— Data —
/// A duplex signal over a keyed cache cell.
///
/// Its identity is the captured key, so consumers see a change exactly when
/// the key moves on.
pub struct KeyedSignal<T> {
    slot: DataSlot<KeyedData<T>>,
}

impl<T> Clone for KeyedSignal<T> {
    fn clone(&self) -> Self {
        Self {
            slot: self.slot.clone(),
        }
    }
}

impl<T: Clone + 'static> Signal for KeyedSignal<T> {
    type Value = T;
    type Dir = Duplex;

    fn has_value(&self) -> bool {
        self.slot.borrow().value.is_some()
    }

    fn value_id(&self) -> Id {
        self.slot
            .borrow()
            .key
            .get()
            .cloned()
            .unwrap_or(Id::Null)
    }

    fn read(&self) -> T {
        self.slot
            .borrow()
            .value
            .clone()
            .expect("keyed data read before it was computed")
    }

    fn ready_to_write(&self) -> bool {
        true
    }

    fn write(&self, value: T) -> WriteResult {
        self.slot.borrow_mut().value = Some(value);
        Ok(())
    }
}

/// Fetch keyed cached data. When the presented key differs from the
/// captured one, the cell is invalidated and the key re-captured.
///
/// Returns the signal and whether the value must be recomputed.
pub fn get_keyed_data<T: Clone + 'static>(
    ctx: &mut Context,
    key: &Id,
) -> (KeyedSignal<T>, bool) {
    let (slot, _) = get_cached_data::<KeyedData<T>>(ctx);
    let needs_update = {
        let mut data = slot.borrow_mut();
        if !data.key.matches(key) {
            data.value = None;
            data.key.capture(key);
        }
        data.value.is_none()
    };
    (KeyedSignal { slot }, needs_update)
}

/// A handle to a naming map, used to open named blocks within it.
pub type NamingHandle = MapCell;

/// Open a naming scope: named blocks inside `body` resolve their identities
/// against this scope's map. Identities are scoped to the map, so different
/// naming scopes can reuse the same identities without conflict.
pub fn with_naming<'a, R>(
    ctx: &mut Context<'a>,
    body: impl FnOnce(&mut Context<'a>, NamingHandle) -> R,
) -> R {
    let (slot, is_new) = get_data::<NamingMapSlot>(ctx);
    let map = slot.borrow().map.clone();
    if is_new {
        ctx.data().graph().register_map(&map);
    }
    let traversal = ctx.data().clone();
    let _scope = MapScope::enter(&traversal, map.clone());
    body(ctx, map)
}

/// Run `body` inside the data block named `id` within the active naming
/// scope. The block keeps its state wherever the name moves between passes.
pub fn named_block<'a, R>(
    ctx: &mut Context<'a>,
    id: Id,
    body: impl FnOnce(&mut Context<'a>) -> R,
) -> R {
    named_scope(ctx, id, false, body)
}

/// [`named_block`], but the block survives losing all references (with its
/// caches cleared) until deleted explicitly or its map is destroyed.
pub fn named_block_manual<'a, R>(
    ctx: &mut Context<'a>,
    id: Id,
    body: impl FnOnce(&mut Context<'a>) -> R,
) -> R {
    named_scope(ctx, id, true, body)
}

fn named_scope<'a, R>(
    ctx: &mut Context<'a>,
    id: Id,
    manual_delete: bool,
    body: impl FnOnce(&mut Context<'a>) -> R,
) -> R {
    let traversal = ctx.data().clone();
    let block = traversal.find_named_block(&id, manual_delete);
    let _scope = ScopedBlock::enter(&traversal, &block);
    body(ctx)
}

/// Disable garbage collection for the remainder of this traversal.
///
/// Used when the pass will not visit the entire active graph. Named blocks
/// must then be visited in the same order as the last collecting pass
/// (though the sequence may stop early); violations are a hard failure.
pub fn disable_gc(ctx: &mut Context) {
    let traversal = ctx.data();
    traversal.cursor.borrow_mut().gc_enabled = false;
}

/// Suspend cache clearing for inactive blocks within `body`.
pub fn with_cache_clearing_disabled<'a, R>(
    ctx: &mut Context<'a>,
    body: impl FnOnce(&mut Context<'a>) -> R,
) -> R {
    struct ClearingScope {
        traversal: DataTraversal,
        previous: bool,
    }
    impl Drop for ClearingScope {
        fn drop(&mut self) {
            self.traversal.cursor.borrow_mut().cache_clearing_enabled = self.previous;
        }
    }

    let traversal = ctx.data().clone();
    let previous = {
        let mut cursor = traversal.cursor.borrow_mut();
        std::mem::replace(&mut cursor.cache_clearing_enabled, false)
    };
    let _scope = ClearingScope {
        traversal,
        previous,
    };
    body(ctx)
}

/// Clear the cached data of `block` if cache clearing is active.
pub(crate) fn clear_block_if_enabled(traversal: &DataTraversal, block: &BlockCell) {
    if traversal.cache_clearing_enabled() && !traversal.aborted() {
        clear_cached_data(block);
    }
}

/// Enter `block` for the duration of `body`.
pub(crate) fn enter_block<'a, R>(
    ctx: &mut Context<'a>,
    block: &BlockCell,
    body: impl FnOnce(&mut Context<'a>) -> R,
) -> R {
    let traversal = ctx.data().clone();
    let _scope = ScopedBlock::enter(&traversal, block);
    body(ctx)
}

— What you have to do —
Line by line, give the material above again exactly.

— Solution below —
/// A duplex signal over a keyed cache cell.
///
/// Its identity is the captured key, so consumers see a change exactly when
/// the key moves on.
pub struct KeyedSignal<T> {
    slot: DataSlot<KeyedData<T>>,
}

impl<T> Clone for KeyedSignal<T> {
    fn clone(&self) -> Self {
        Self {
            slot: self.slot.clone(),
        }
    }
}

impl<T: Clone + 'static> Signal for KeyedSignal<T> {
    type Value = T;
    type Dir = Duplex;

    fn has_value(&self) -> bool {
        self.slot.borrow().value.is_some()
    }

    fn value_id(&self) -> Id {
        self.slot
            .borrow()
            .key
            .get()
            .cloned()
            .unwrap_or(Id::Null)
    }

    fn read(&self) -> T {
        self.slot
            .borrow()
            .value
            .clone()
            .expect("keyed data read before it was computed")
    }

    fn ready_to_write(&self) -> bool {
        true
    }

    fn write(&self, value: T) -> WriteResult {
        self.slot.borrow_mut().value = Some(value);
        Ok(())
    }
}

/// Fetch keyed cached data. When the presented key differs from the
/// captured one, the cell is invalidated and the key re-captured.
///
/// Returns the signal and whether the value must be recomputed.
pub fn get_keyed_data<T: Clone + 'static>(
    ctx: &mut Context,
    key: &Id,
) -> (KeyedSignal<T>, bool) {
    let (slot, _) = get_cached_data::<KeyedData<T>>(ctx);
    let needs_update = {
        let mut data = slot.borrow_mut();
        if !data.key.matches(key) {
            data.value = None;
            data.key.capture(key);
        }
        data.value.is_none()
    };
    (KeyedSignal { slot }, needs_update)
}

/// A handle to a naming map, used to open named blocks within it.
pub type NamingHandle = MapCell;

/// Open a naming scope: named blocks inside `body` resolve their identities
/// against this scope's map. Identities are scoped to the map, so different
/// naming scopes can reuse the same identities without conflict.
pub fn with_naming<'a, R>(
    ctx: &mut Context<'a>,
    body: impl FnOnce(&mut Context<'a>, NamingHandle) -> R,
) -> R {
    let (slot, is_new) = get_data::<NamingMapSlot>(ctx);
    let map = slot.borrow().map.clone();
    if is_new {
        ctx.data().graph().register_map(&map);
    }
    let traversal = ctx.data().clone();
    let _scope = MapScope::enter(&traversal, map.clone());
    body(ctx, map)
}

/// Run `body` inside the data block named `id` within the active naming
/// scope. The block keeps its state wherever the name moves between passes.
pub fn named_block<'a, R>(
    ctx: &mut Context<'a>,
    id: Id,
    body: impl FnOnce(&mut Context<'a>) -> R,
) -> R {
    named_scope(ctx, id, false, body)
}

/// [`named_block`], but the block survives losing all references (with its
/// caches cleared) until deleted explicitly or its map is destroyed.
pub fn named_block_manual<'a, R>(
    ctx: &mut Context<'a>,
    id: Id,
    body: impl FnOnce(&mut Context<'a>) -> R,
) -> R {
    named_scope(ctx, id, true, body)
}

fn named_scope<'a, R>(
    ctx: &mut Context<'a>,
    id: Id,
    manual_delete: bool,
    body: impl FnOnce(&mut Context<'a>) -> R,
) -> R {
    let traversal = ctx.data().clone();
    let block = traversal.find_named_block(&id, manual_delete);
    let _scope = ScopedBlock::enter(&traversal, &block);
    body(ctx)
}

/// Disable garbage collection for the remainder of this traversal.
///
/// Used when the pass will not visit the entire active graph. Named blocks
/// must then be visited in the same order as the last collecting pass
/// (though the sequence may stop early); violations are a hard failure.
pub fn disable_gc(ctx: &mut Context) {
    let traversal = ctx.data();
    traversal.cursor.borrow_mut().gc_enabled = false;
}

/// Suspend cache clearing for inactive blocks within `body`.
pub fn with_cache_clearing_disabled<'a, R>(
    ctx: &mut Context<'a>,
    body: impl FnOnce(&mut Context<'a>) -> R,
) -> R {
    struct ClearingScope {
        traversal: DataTraversal,
        previous: bool,
    }
    impl Drop for ClearingScope {
        fn drop(&mut self) {
            self.traversal.cursor.borrow_mut().cache_clearing_enabled = self.previous;
        }
    }

    let traversal = ctx.data().clone();
    let previous = {
        let mut cursor = traversal.cursor.borrow_mut();
        std::mem::replace(&mut cursor.cache_clearing_enabled, false)
    };
    let _scope = ClearingScope {
        traversal,
        previous,
    };
    body(ctx)
}

/// Clear the cached data of `block` if cache clearing is active.
pub(crate) fn clear_block_if_enabled(traversal: &DataTraversal, block: &BlockCell) {
    if traversal.cache_clearing_enabled() && !traversal.aborted() {
        clear_cached_data(block);
    }
}

/// Enter `block` for the duration of `body`.
pub(crate) fn enter_block<'a, R>(
    ctx: &mut Context<'a>,
    block: &BlockCell,
    body: impl FnOnce(&mut Context<'a>) -> R,
) -> R {
    let traversal = ctx.data().clone();
    let _scope = ScopedBlock::enter(&traversal, block);
    body(ctx)
}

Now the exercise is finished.